DOI: 10.1063/1.2731991

Glen Cowan

All experiments have uncertain or random aspects, and quantifying randomness is what probability is all about. The mathematical axioms of probability provide rules for manipulating the numbers, and yet pinning down exactly what a probability means can be difficult. Attempts at clarification have resulted in two main schools of statistical inference, frequentist and Bayesian, and years of raging debate.

A role for subjectivity?

For frequentists, a probability is something associated with the outcome of an observation that is at least in principle repeatable, such as the number of nuclei that decay in a certain time. After many repetitions of a measurement under the same conditions, the fraction of times one sees a certain outcome—for example, 5 decays in a minute—tends toward a fixed value.
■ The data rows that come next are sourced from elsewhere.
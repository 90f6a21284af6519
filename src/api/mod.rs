//! API server module exposing the chat engine over REST

pub mod handlers;
pub mod routes;
pub mod server;
pub mod types;

pub use handlers::AppState;
pub use server::build_app;
pub use server::serve_api;
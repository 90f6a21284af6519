//! Information display handlers (stats, sections, config)

use crate::cli::output::*;
use crate::AppConfig;
use crate::RagService;
use crate::Result;

pub fn handle_info(service: &RagService) -> Result<()> {
    print_knowledge_info(service.corpus(), service.index().vocabulary_size());
    Ok(())
}

pub fn handle_section(service: &RagService, name: Option<&str>) -> Result<()> {
    match name {
        Some(name) => {
            let sentences = service.section(name)?;
            print_section(name, sentences);
        }
        None => print_section_list(service.corpus()),
    }
    Ok(())
}

pub fn handle_config_command(config: &AppConfig) -> Result<()> {
    print_config(config);
    Ok(())
}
The idea of probability as a limiting frequency is perhaps the most widely used interpretation encountered in a physics lab, but it is not really what people mean when they say, “What is the probability that the Higgs boson exists?” Viewed as a limiting frequency, the answer is either 0% or 100%, though one may not know which. Nevertheless, one can answer with a subjective probability, a numerical measure of an individual’s state of knowledge, and in that sense a value of 50% can be a perfectly reasonable response. The term “degree of belief” is used in the field to describe that subjective measure.
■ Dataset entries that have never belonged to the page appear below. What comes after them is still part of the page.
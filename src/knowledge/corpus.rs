//! Sectioned fact corpus and its loader
//!
//! File format:
//!
//! ```text
//! # comment line, ignored
//! [Products]
//! Our products are 100% organic and cruelty-free.
//!
//! [Sustainability]
//! We use biodegradable packaging.
//! ```

use std::collections::HashMap;
use std::path::Path;

use tracing::debug;
use tracing::info;

use crate::errors::FactRagError;
use crate::errors::Result;

/// A named group of fact sentences, in file order
#[derive(Debug, Clone, PartialEq, Eq)]
pub struct Section {
    pub name: String,
    pub sentences: Vec<String>,
}

/// Immutable fact corpus with a flat sentence index.
///
/// Sentence `i` lives in section `section_of(i)`; the index position is the
/// sentence's identity for the lifetime of the corpus.
#[derive(Debug, Clone, Default)]
pub struct FactCorpus {
    sections: Vec<Section>,
    section_lookup: HashMap<String, usize>,
    all_sentences: Vec<String>,
    // Position into `sections`, parallel to `all_sentences`
    section_of: Vec<usize>,
}

impl FactCorpus {
    /// Parse corpus text. Lenient: orphan facts before the first header are
    /// dropped and the result may be empty.
    pub fn parse(content: &str) -> Self {
        let mut corpus = Self::default();
        let mut current: Option<usize> = None;
        let mut orphans = 0usize;

        for line in content.lines() {
            let line = line.trim();

            if line.is_empty() || line.starts_with('#') {
                continue;
            }

            if let Some(name) = parse_header(line) {
                current = Some(corpus.open_section(name));
                continue;
            }

            match current {
                Some(section_idx) => corpus.push_sentence(section_idx, line),
                None => orphans += 1,
            }
        }

        if orphans > 0 {
            debug!("Dropped {} fact line(s) that appeared before any section header", orphans);
        }

        corpus
    }

    fn open_section(&mut self, name: &str) -> usize {
        if let Some(&idx) = self.section_lookup.get(name) {
            return idx;
        }
        let idx = self.sections.len();
        self.sections.push(Section {
            name: name.to_string(),
            sentences: Vec::new(),
        });
        self.section_lookup.insert(name.to_string(), idx);
        idx
    }

    fn push_sentence(&mut self, section_idx: usize, sentence: &str) {
        self.sections[section_idx]
            .sentences
            .push(sentence.to_string());
        self.all_sentences.push(sentence.to_string());
        self.section_of.push(section_idx);
    }

    pub fn is_empty(&self) -> bool {
        self.all_sentences.is_empty()
    }

    pub fn sentence_count(&self) -> usize {
        self.all_sentences.len()
    }

    pub fn section_count(&self) -> usize {
        self.sections.len()
    }

    /// Section names in load order
    pub fn section_names(&self) -> Vec<&str> {
        self.sections.iter().map(|s| s.name.as_str()).collect()
    }

    pub fn sections(&self) -> &[Section] {
        &self.sections
    }

    /// All facts of one section, `None` for an unknown name
    pub fn section(&self, name: &str) -> Option<&[String]> {
        self.section_lookup
            .get(name)
            .map(|&idx| self.sections[idx].sentences.as_slice())
    }

    pub fn all_sentences(&self) -> &[String] {
        &self.all_sentences
    }

    pub fn sentence(&self, index: usize) -> Option<&str> {
        self.all_sentences.get(index).map(String::as_str)
    }

    /// Name of the section owning sentence `index`
    pub fn section_of(&self, index: usize) -> Option<&str> {
        self.section_of
            .get(index)
            .map(|&idx| self.sections[idx].name.as_str())
    }
}

/// `[name]` with a non-empty name
fn parse_header(line: &str) -> Option<&str> {
    let name = line.strip_prefix('[')?.strip_suffix(']')?;
    if name.is_empty() {
        None
    } else {
        Some(name)
    }
}

/// Load a corpus file. Fails when the file is unreadable or holds no facts.
pub fn load_corpus<P: AsRef<Path>>(path: P) -> Result<FactCorpus> {
    let path = path.as_ref();
    let content = std::fs::read_to_string(path)
        .map_err(|e| FactRagError::corpus_load(path, e.to_string()))?;

    let corpus = FactCorpus::parse(&content);
    if corpus.section_count() == 0 || corpus.is_empty() {
        return Err(FactRagError::corpus_load(
            path,
            "no sections with facts found",
        ));
    }

    info!(
        "Loaded knowledge base from {}: {} facts in {} sections",
        path.display(),
        corpus.sentence_count(),
        corpus.section_count()
    );

    Ok(corpus)
}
Both the frequentist and subjective interpretations provoke some criticism. How can scientists repeat an experiment an infinite number of times under identical conditions, and would the empirical frequency be anything that a mathematician would recognize as a mathematical limit? On the other hand, it surely seems suspect to inject subjective judgments into an experimental investigation. Shouldn’t scientists analyze their results as objectively as possible and without prejudice?

Regardless of interpretation, any probability must obey an important theorem published by Thomas Bayes in 1763. Suppose A and B represent two things to which probabilities are to be assigned. They may be outcomes of a repeatable observation or perhaps hypotheses to be ascribed a degree of belief. As long as the probability of B, P(B), is nonzero, the conditional probability of A given B, P(A|B), may be defined as P(A|B) = P(A and B)/P(B).

Here P(A and B) means the probability that both A and B are true. Consider, for example, rolling a die. A could mean “the outcome is even” and B “the outcome is less than 3.” Then “A and B” is satisfied only with a roll of two. The imposed condition, B, says that the spacscodee of possible outcomes is to be regarded as some subset of those initially specified. As a special case, B could be the initially specified set; in that sense all probabilities are conditional.

Now A and B are arbitrary labels; so as long as P(A) is nonzero, one can reverse the labels A and B in the equation defining P(A|B) to obtain P(B|A) = P(B and A)/P(A). But the stipulation “A and B” is exactly the same as “B and A,” so their probabilities must also be equal. Therefore, one can solve the respective conditional-probability equations for P(A and B) and P(B and A), set them equal, and arrive at Bayes’s theorem,

$P (A ∣ B) = \frac{P (B ∣ A) P (A)}{P (B)} .$

The theorem itself is not a subject of debate, and it finds application in both frequentist and Bayesian methods. The controversy stems from how it is applied and, in particular, whether one extends probability to include degree of belief.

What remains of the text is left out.